## Task to carry out
Identify every line in the records below that contains the word "LessonTerm", and copy each of those lines.

Entries taken from a collection:
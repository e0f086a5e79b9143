#![cfg(test)]
//! Evaluates the schedule constraints on hand-built valuations, independently of any backend.

use std::collections::BTreeSet;

use crate::basic_types::Load;
use crate::constraints::ScheduleAsserts;
use crate::domain::ConstantTable;
use crate::domain::Day;
use crate::domain::GroupId;
use crate::domain::Lesson;
use crate::domain::LessonKind;
use crate::domain::LessonTerm;
use crate::domain::RoomId;
use crate::domain::ScheduleFunction;
use crate::domain::ScheduleSorts;
use crate::domain::Slot;
use crate::domain::SlotItem;
use crate::domain::SlotItemTerm;
use crate::domain::SubjectId;
use crate::domain::TutorId;
use crate::generator::Eligibility;
use crate::generator::GeneratorOptions;
use crate::generator::RequiredLoad;
use crate::generator::SlotItemTypeQuota;
use crate::smt::EnumTerm;
use crate::smt::Formula;
use crate::smt::Model;
use crate::smt::Problem;

const MATHS: SubjectId = SubjectId(1);
const CHEMISTRY: SubjectId = SubjectId(2);

struct Fixture {
    problem: Problem,
    sorts: ScheduleSorts,
    schedule: ScheduleFunction,
    eligibility: BTreeSet<Eligibility>,
    options: GeneratorOptions,
}

impl Fixture {
    fn new(groups: usize) -> Fixture {
        let mut problem = Problem::default();
        let sorts = ScheduleSorts::declare(
            &mut problem,
            ConstantTable::from_ids([MATHS, CHEMISTRY]),
            ConstantTable::from_ids([RoomId(1), RoomId(2)]),
            ConstantTable::from_ids([TutorId(1), TutorId(2)]),
            ConstantTable::from_ids((1..=groups as u32).map(GroupId)),
        );
        let schedule = ScheduleFunction::declare(&mut problem, &sorts);

        Fixture {
            problem,
            sorts,
            schedule,
            eligibility: [
                Eligibility::new(Some(TutorId(1)), MATHS, LessonKind::Lecture),
                Eligibility::new(Some(TutorId(2)), MATHS, LessonKind::Seminar),
                Eligibility::new(Some(TutorId(1)), MATHS, LessonKind::Seminar),
                Eligibility::new(None, CHEMISTRY, LessonKind::Lab),
            ]
            .into_iter()
            .collect(),
            options: GeneratorOptions::default(),
        }
    }

    fn lesson(&mut self, name: &str) -> LessonTerm {
        LessonTerm::declare(&mut self.problem, &self.sorts, name)
    }

    fn asserts(&self) -> ScheduleAsserts<'_> {
        ScheduleAsserts::new(
            &self.problem,
            &self.sorts,
            &self.schedule,
            &self.eligibility,
            &self.options,
        )
    }

    fn cell(&self, group: usize, day: Day, slot: usize) -> &SlotItemTerm {
        self.schedule.apply(group, day, slot_at(slot))
    }

    fn valuation(&self) -> Valuation<'_> {
        Valuation {
            sorts: &self.sorts,
            bools: vec![false; self.problem.num_bool_vars()],
            enums: vec![0; self.problem.enum_vars().len()],
        }
    }
}

/// A valuation under construction; variables which are not set are false or take the first
/// value of their sort.
struct Valuation<'a> {
    sorts: &'a ScheduleSorts,
    bools: Vec<bool>,
    enums: Vec<usize>,
}

impl Valuation<'_> {
    fn set_lesson(&mut self, term: &LessonTerm, lesson: Lesson) -> &mut Self {
        self.bools[term.filled().index()] = lesson.is_filled();

        if let Lesson::Filled {
            subject,
            kind,
            tutor,
            room,
        } = lesson
        {
            let subject = self.sorts.subject(subject).expect("configured subject");
            let tutor = self.sorts.tutor(tutor).expect("configured tutor");
            let room = self.sorts.room(room).expect("configured room");

            self.set_enum(term.subject(), value(subject));
            self.set_enum(term.kind(), value(self.sorts.kind(kind)));
            self.set_enum(term.tutor(), value(tutor));
            self.set_enum(term.room(), value(room));
        }

        self
    }

    fn set_item(&mut self, term: &SlotItemTerm, item: SlotItem) -> &mut Self {
        self.bools[term.pair().index()] = item.is_pair();

        match item {
            SlotItem::Single(lesson) => self.set_lesson(term.single(), lesson),
            SlotItem::Pair {
                numerator,
                denominator,
            } => self
                .set_lesson(term.numerator(), numerator)
                .set_lesson(term.denominator(), denominator),
        }
    }

    fn set_enum(&mut self, term: EnumTerm, value: usize) {
        match term {
            EnumTerm::Var { var, .. } => self.enums[var.index()] = value,
            EnumTerm::Const { .. } => panic!("cannot assign a constant"),
        }
    }

    fn holds(&self, formula: &Formula) -> bool {
        Model::new(self.bools.clone(), self.enums.clone()).eval(formula)
    }
}

fn value(term: EnumTerm) -> usize {
    match term {
        EnumTerm::Const { value, .. } => value,
        EnumTerm::Var { .. } => panic!("not a constant"),
    }
}

fn slot_at(index: usize) -> Slot {
    Slot::new(index).expect("slot in range")
}

fn filled(subject: SubjectId, kind: LessonKind, tutor: Option<u32>, room: u32) -> Lesson {
    Lesson::Filled {
        subject,
        kind,
        tutor: tutor.map(TutorId),
        room: RoomId(room),
    }
}

fn maths_lecture(room: u32) -> Lesson {
    filled(MATHS, LessonKind::Lecture, Some(1), room)
}

fn maths_seminar(tutor: u32, room: u32) -> Lesson {
    filled(MATHS, LessonKind::Seminar, Some(tutor), room)
}

fn chemistry_lab(room: u32) -> Lesson {
    filled(CHEMISTRY, LessonKind::Lab, None, room)
}

fn pair(numerator: Lesson, denominator: Lesson) -> SlotItem {
    SlotItem::Pair {
        numerator,
        denominator,
    }
}

/// Whether `first` and `second` are compatible according to the formula.
fn compatible(first: Lesson, second: Lesson) -> bool {
    let mut fixture = Fixture::new(0);
    let a = fixture.lesson("a");
    let b = fixture.lesson("b");

    let formula = fixture
        .asserts()
        .lessons_compatible(&a, &b)
        .expect("well sorted");
    fixture
        .valuation()
        .set_lesson(&a, first)
        .set_lesson(&b, second)
        .holds(&formula)
}

#[test]
fn blank_lessons_are_compatible() {
    assert!(compatible(Lesson::Blank, Lesson::Blank));
}

#[test]
fn shared_lectures_must_coincide() {
    assert!(compatible(maths_lecture(1), maths_lecture(1)));
    assert!(!compatible(maths_lecture(1), maths_lecture(2)));
    assert!(!compatible(
        maths_lecture(1),
        filled(CHEMISTRY, LessonKind::Lecture, Some(1), 1)
    ));
}

#[test]
fn lectures_cannot_face_a_blank_or_another_kind() {
    assert!(!compatible(maths_lecture(1), Lesson::Blank));
    assert!(!compatible(Lesson::Blank, maths_lecture(1)));
    assert!(!compatible(maths_lecture(1), maths_seminar(2, 2)));
}

#[test]
fn practices_may_face_a_blank() {
    assert!(compatible(maths_seminar(2, 1), Lesson::Blank));
    assert!(compatible(Lesson::Blank, chemistry_lab(1)));
}

#[test]
fn concurrent_practices_need_distinct_tutors_and_rooms() {
    assert!(compatible(maths_seminar(2, 1), maths_seminar(1, 2)));
    assert!(!compatible(maths_seminar(2, 1), maths_seminar(2, 2)));
    assert!(!compatible(maths_seminar(2, 1), maths_seminar(1, 1)));
}

#[test]
fn practices_without_tutor_only_need_distinct_rooms() {
    assert!(compatible(chemistry_lab(1), chemistry_lab(2)));
    assert!(!compatible(chemistry_lab(1), chemistry_lab(1)));
}

#[test]
fn cross_group_cells_must_have_the_same_shape() {
    let fixture = Fixture::new(2);
    let formula = fixture
        .asserts()
        .cross_group_compatible(0, 1, Day::Monday, slot_at(0))
        .expect("well sorted");
    let first = fixture.cell(0, Day::Monday, 0);
    let second = fixture.cell(1, Day::Monday, 0);

    let holds = |a: SlotItem, b: SlotItem| {
        fixture
            .valuation()
            .set_item(first, a)
            .set_item(second, b)
            .holds(&formula)
    };

    assert!(holds(SlotItem::BLANK, SlotItem::BLANK));
    assert!(!holds(
        SlotItem::Single(maths_seminar(2, 1)),
        pair(Lesson::Blank, Lesson::Blank)
    ));
    assert!(holds(
        pair(maths_seminar(2, 1), Lesson::Blank),
        pair(Lesson::Blank, chemistry_lab(1))
    ));
    assert!(!holds(
        pair(maths_lecture(1), Lesson::Blank),
        pair(Lesson::Blank, Lesson::Blank)
    ));
}

#[test]
fn filled_lessons_must_be_eligible() {
    let mut fixture = Fixture::new(0);
    let lesson = fixture.lesson("l");
    let formula = fixture
        .asserts()
        .lesson_well_formed(&lesson)
        .expect("well sorted");

    let holds = |content: Lesson| {
        fixture
            .valuation()
            .set_lesson(&lesson, content)
            .holds(&formula)
    };

    assert!(holds(Lesson::Blank));
    assert!(holds(maths_lecture(2)));
    assert!(holds(chemistry_lab(1)));
    assert!(!holds(filled(MATHS, LessonKind::Lecture, Some(2), 1)));
    assert!(!holds(filled(CHEMISTRY, LessonKind::Lab, Some(1), 1)));
    assert!(!holds(filled(CHEMISTRY, LessonKind::Seminar, None, 1)));
}

#[test]
fn filled_lessons_need_configured_values() {
    let mut fixture = Fixture::new(0);
    let lesson = fixture.lesson("l");
    let formula = fixture
        .asserts()
        .lesson_well_formed(&lesson)
        .expect("well sorted");

    let unknown_subject = fixture.sorts.subjects().len();
    let unknown_room = fixture.sorts.rooms().len();

    let mut valuation = fixture.valuation();
    valuation
        .set_lesson(&lesson, maths_lecture(1))
        .set_enum(lesson.subject(), unknown_subject);
    assert!(!valuation.holds(&formula));

    let mut valuation = fixture.valuation();
    valuation
        .set_lesson(&lesson, maths_lecture(1))
        .set_enum(lesson.room(), unknown_room);
    assert!(!valuation.holds(&formula));
}

#[test]
fn swapped_terms_are_reported_as_sort_mismatch() {
    let mut fixture = Fixture::new(0);
    let lesson = fixture.lesson("l");
    let swapped = LessonTerm::new(
        lesson.filled(),
        lesson.room(),
        lesson.kind(),
        lesson.tutor(),
        lesson.subject(),
    );

    let error = fixture
        .asserts()
        .lesson_well_formed(&swapped)
        .expect_err("room used as subject");
    assert_eq!(error.expected, "Subject");
    assert_eq!(error.found, "Room");

    assert!(fixture
        .asserts()
        .lessons_compatible(&lesson, &swapped)
        .is_err());
}

/// Whether the daily pattern of Monday holds when the given slots hold a seminar.
fn pattern_holds(fixture: &Fixture, occupied: &[usize]) -> bool {
    let formula = fixture.asserts().daily_pattern_valid(0, Day::Monday);
    let mut valuation = fixture.valuation();

    for &slot in occupied {
        let _ = valuation.set_item(
            fixture.cell(0, Day::Monday, slot),
            SlotItem::Single(maths_seminar(2, 1)),
        );
    }

    valuation.holds(&formula)
}

#[test]
fn daily_runs_must_be_contiguous_and_bounded() {
    let fixture = Fixture::new(1);

    assert!(pattern_holds(&fixture, &[]));
    assert!(pattern_holds(&fixture, &[1, 2]));
    assert!(pattern_holds(&fixture, &[3, 4, 5, 6]));
    assert!(!pattern_holds(&fixture, &[0, 2]));
    assert!(!pattern_holds(&fixture, &[4]));
    assert!(!pattern_holds(&fixture, &[0, 1, 2, 3, 4]));
}

#[test]
fn run_bounds_follow_the_options() {
    let mut fixture = Fixture::new(1);
    fixture.options.min_lessons_per_day = 1;
    fixture.options.max_lessons_per_day = 7;

    assert!(pattern_holds(&fixture, &[6]));
    assert!(pattern_holds(&fixture, &[0, 1, 2, 3, 4, 5, 6]));
    assert!(!pattern_holds(&fixture, &[0, 6]));
}

#[test]
fn blank_pairs_do_not_count_as_lessons() {
    let fixture = Fixture::new(1);
    let formula = fixture.asserts().daily_pattern_valid(0, Day::Monday);

    let mut valuation = fixture.valuation();
    let _ = valuation.set_item(
        fixture.cell(0, Day::Monday, 3),
        pair(Lesson::Blank, Lesson::Blank),
    );
    assert!(valuation.holds(&formula));

    let _ = valuation.set_item(
        fixture.cell(0, Day::Monday, 3),
        pair(Lesson::Blank, chemistry_lab(1)),
    );
    assert!(!valuation.holds(&formula));
}

/// Monday holds a maths lecture and a pair with a lecture on numerator weeks only.
fn one_and_a_half_lectures(fixture: &Fixture) -> Valuation<'_> {
    let mut valuation = fixture.valuation();
    let _ = valuation
        .set_item(
            fixture.cell(0, Day::Monday, 0),
            SlotItem::Single(maths_lecture(1)),
        )
        .set_item(
            fixture.cell(0, Day::Monday, 1),
            pair(maths_lecture(1), Lesson::Blank),
        );
    valuation
}

#[test]
fn pair_sides_count_as_half_lessons() {
    let fixture = Fixture::new(1);
    let valuation = one_and_a_half_lectures(&fixture);

    let load_of = |halves: u32| {
        let mut load = RequiredLoad::default();
        load.set(MATHS, LessonKind::Lecture, Load::from_halves(halves));
        fixture
            .asserts()
            .weekly_load_valid(0, &load)
            .expect("well sorted")
    };

    assert!(valuation.holds(&load_of(3)));
    assert!(!valuation.holds(&load_of(2)));
    assert!(!valuation.holds(&load_of(4)));
}

#[test]
fn loads_of_other_subjects_must_be_absent() {
    let fixture = Fixture::new(1);
    let valuation = one_and_a_half_lectures(&fixture);

    let mut load = RequiredLoad::default();
    load.set(MATHS, LessonKind::Lecture, Load::from_halves(3));
    load.set(CHEMISTRY, LessonKind::Lab, Load::whole(1));
    let formula = fixture
        .asserts()
        .weekly_load_valid(0, &load)
        .expect("well sorted");

    assert!(!valuation.holds(&formula));
}

#[test]
fn quotas_count_items_by_shape() {
    let fixture = Fixture::new(1);
    let valuation = one_and_a_half_lectures(&fixture);

    let quota = |single, pair, half| {
        fixture
            .asserts()
            .slot_item_type_quota(0, &SlotItemTypeQuota { single, pair, half })
    };

    assert!(valuation.holds(&quota(1, 0, 1)));
    assert!(!valuation.holds(&quota(2, 0, 0)));
    assert!(!valuation.holds(&quota(1, 1, 0)));
}

#[test]
fn quotas_beyond_the_weekly_capacity_are_false() {
    let fixture = Fixture::new(1);
    let quota = SlotItemTypeQuota {
        single: 20,
        pair: 4,
        half: 1,
    };

    assert!(fixture
        .asserts()
        .slot_item_type_quota(0, &quota)
        .is_const(false));
}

## Solution to the problem
use crate::domain::LessonTerm;
    fn lesson(&mut self, name: &str) -> LessonTerm {
        LessonTerm::declare(&mut self.problem, &self.sorts, name)
    fn set_lesson(&mut self, term: &LessonTerm, lesson: Lesson) -> &mut Self {
    let swapped = LessonTerm::new(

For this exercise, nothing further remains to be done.